# YOUR INSTRUCTIONS
Give again, exactly as written, each line of the material below starting at the line that contains "use std::collections::HashMap;" and ending at the line that contains "#[derive(Debug, Default)]". Both ends count, and no other line does.
········
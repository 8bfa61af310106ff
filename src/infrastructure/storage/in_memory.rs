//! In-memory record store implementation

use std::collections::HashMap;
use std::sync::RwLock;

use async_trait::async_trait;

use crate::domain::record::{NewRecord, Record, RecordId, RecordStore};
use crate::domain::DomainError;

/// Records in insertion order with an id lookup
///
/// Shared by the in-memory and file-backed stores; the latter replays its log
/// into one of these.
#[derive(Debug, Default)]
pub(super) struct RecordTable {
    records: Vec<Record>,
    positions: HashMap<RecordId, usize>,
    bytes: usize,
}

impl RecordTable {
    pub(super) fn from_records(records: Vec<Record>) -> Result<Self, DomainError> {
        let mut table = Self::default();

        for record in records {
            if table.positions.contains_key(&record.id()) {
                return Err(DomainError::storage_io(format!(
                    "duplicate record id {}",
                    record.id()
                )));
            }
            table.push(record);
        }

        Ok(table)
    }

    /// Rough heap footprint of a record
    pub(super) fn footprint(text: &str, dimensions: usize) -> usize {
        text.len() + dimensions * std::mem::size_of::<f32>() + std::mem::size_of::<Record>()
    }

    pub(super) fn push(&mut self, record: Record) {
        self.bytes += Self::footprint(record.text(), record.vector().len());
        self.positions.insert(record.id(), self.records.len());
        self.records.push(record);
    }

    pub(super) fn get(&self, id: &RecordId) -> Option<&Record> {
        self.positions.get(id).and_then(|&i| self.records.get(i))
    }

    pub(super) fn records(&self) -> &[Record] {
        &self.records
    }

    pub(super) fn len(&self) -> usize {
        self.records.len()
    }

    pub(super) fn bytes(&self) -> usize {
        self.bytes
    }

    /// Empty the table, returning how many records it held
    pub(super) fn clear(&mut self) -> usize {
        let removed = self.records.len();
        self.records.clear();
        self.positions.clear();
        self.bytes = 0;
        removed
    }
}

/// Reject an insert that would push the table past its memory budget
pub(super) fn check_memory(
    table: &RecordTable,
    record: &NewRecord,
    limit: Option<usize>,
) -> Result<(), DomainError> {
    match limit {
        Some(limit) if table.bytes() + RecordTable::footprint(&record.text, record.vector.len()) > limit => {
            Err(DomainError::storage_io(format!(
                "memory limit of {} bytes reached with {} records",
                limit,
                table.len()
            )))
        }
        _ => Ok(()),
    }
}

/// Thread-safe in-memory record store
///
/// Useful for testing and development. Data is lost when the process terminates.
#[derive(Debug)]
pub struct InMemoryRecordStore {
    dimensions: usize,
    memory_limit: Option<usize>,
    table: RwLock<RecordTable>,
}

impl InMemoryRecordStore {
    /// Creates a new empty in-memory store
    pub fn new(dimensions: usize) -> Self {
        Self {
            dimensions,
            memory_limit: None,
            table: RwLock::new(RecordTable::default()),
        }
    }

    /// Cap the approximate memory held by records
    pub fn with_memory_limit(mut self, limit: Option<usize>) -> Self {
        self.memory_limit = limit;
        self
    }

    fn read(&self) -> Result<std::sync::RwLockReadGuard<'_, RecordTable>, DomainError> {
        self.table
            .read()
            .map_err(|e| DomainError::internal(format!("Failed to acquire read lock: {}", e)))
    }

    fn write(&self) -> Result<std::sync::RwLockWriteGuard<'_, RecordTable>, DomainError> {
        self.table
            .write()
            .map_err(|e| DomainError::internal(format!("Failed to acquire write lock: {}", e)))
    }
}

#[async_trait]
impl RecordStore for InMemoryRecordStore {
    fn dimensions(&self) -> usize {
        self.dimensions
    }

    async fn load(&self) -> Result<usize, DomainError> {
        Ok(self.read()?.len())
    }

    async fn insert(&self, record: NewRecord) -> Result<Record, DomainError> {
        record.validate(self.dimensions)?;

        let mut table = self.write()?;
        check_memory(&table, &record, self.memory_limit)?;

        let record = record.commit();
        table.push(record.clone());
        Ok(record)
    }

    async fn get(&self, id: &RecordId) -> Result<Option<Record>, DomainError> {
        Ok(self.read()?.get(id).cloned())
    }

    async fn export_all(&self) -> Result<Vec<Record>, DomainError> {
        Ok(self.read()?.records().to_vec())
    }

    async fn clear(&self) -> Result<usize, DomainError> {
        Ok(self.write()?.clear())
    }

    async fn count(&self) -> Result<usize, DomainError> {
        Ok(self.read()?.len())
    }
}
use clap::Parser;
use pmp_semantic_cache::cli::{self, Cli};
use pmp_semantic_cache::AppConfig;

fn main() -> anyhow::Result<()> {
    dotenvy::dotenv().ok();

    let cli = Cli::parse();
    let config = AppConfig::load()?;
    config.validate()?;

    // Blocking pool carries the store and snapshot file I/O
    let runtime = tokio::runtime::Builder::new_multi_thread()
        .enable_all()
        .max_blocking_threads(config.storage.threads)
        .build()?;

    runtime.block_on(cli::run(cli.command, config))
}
········
# RESPONSE BOX
use std::collections::HashMap;
use std::sync::RwLock;

use async_trait::async_trait;

use crate::domain::record::{NewRecord, Record, RecordId, RecordStore};
use crate::domain::DomainError;

/// Records in insertion order with an id lookup
///
/// Shared by the in-memory and file-backed stores; the latter replays its log
/// into one of these.
#[derive(Debug, Default)]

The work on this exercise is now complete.